Politics often provides us with examples of what not to say, this time demonstrated by a former Georgia senator claiming that Stacey Abrams is “demeaning her own race.” By now, it’s no surprise when politicians hit below the belt. However, it’s still always shocking when such overtly racist remarks are made in a modern society that, for the most part, now considers brazen intolerance unacceptable.
Historians have taken to Twitter to speak out after the New York Times published the first part of its special report on the generations-long economic sabotage of Haiti by France and other nations. The problem? According to several Haiti and Harvard historians, the Times did not give credit where credit is due. Let this be a reminder to everyone to always cite your sources!
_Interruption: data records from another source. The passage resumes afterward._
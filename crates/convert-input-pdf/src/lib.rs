//! PDF input plugin: page text via lopdf, reflowed into Markdown paragraphs.

mod extract;
mod reflow;

use std::path::Path;

use convert_core::error::Result;
use convert_core::format::DocumentFormat;
use convert_core::plugin::{ExtractContext, InputPlugin};

pub use extract::extract_pdf;

pub struct PdfInputPlugin;

impl InputPlugin for PdfInputPlugin {
    fn name(&self) -> &str {
        "PDF Input"
    }

    fn supported_formats(&self) -> &[DocumentFormat] {
        &[DocumentFormat::Pdf]
    }

    fn convert(&self, input_path: &Path, _ctx: &ExtractContext<'_>) -> Result<String> {
        log::debug!("Reading PDF: {}", input_path.display());
        extract::extract_pdf(input_path)
    }
}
Kim Kardashian - jack of all trades, master of plant-based meat tasting? If the law student, CEO, and reality TV star didn’t already have enough on her plate, she is now the Chief Taste Officer of BeyondMeat. The faux-sounding position is an interesting play by both parties. BeyondMeat’s stock has been dropping, but is Kim Kardashian’s association, a self-proclaimed 98% of the time vegan, enough to save it in a growing meat-alternative market? Kim on the other hand is constantly looking to break out of her stereotype of “famous for being famous.” This new brand title is another carefully curated notch in her belt of extracurriculars to add to her ever-evolving image.
How not to do internal comms: popular buy now, pay later startup Klarna laid off 10% of its workforce with a generic, pre-recorded video message, which is decidedly not a best practice for mass layoffs. While we’re all for finding efficiencies, it’s important to be able to read the room when delivering tough news, which you can only do live.
This week we’ve seen several new relevant studies and rankings come out including Axios’ Harris Poll 100 reputation rankings (which has Trader Joe’s leading the list while some global brands have seen their reputations tank in response to political drama), Gartner's CMO Spend Survey (which found marketing budgets up 6.4% from 2021, though still lower than pre-pandemic levels) and lastly, Best Cities for Work-Life Balance (Spoiler: none at the top are in the U.S.).
In case you missed these stories this week.
After years of sans-serif “startup” fonts and millennial pink, the 80s are making a comeback in the ad design world.
In other branding news, Instagram rolled out a new typeface centered around the “squircle.”
What makes for a good audiobook narrator? This Vulture article examines how the reader’s tone (or lack of one) can impact how impactful passages are perceived.
As the latest big brand trying to keep up with the Joneses, UPS submitted trademark filings this week, including NFTs and “virtual retail shipping,” indicating it plans to join the metaverse.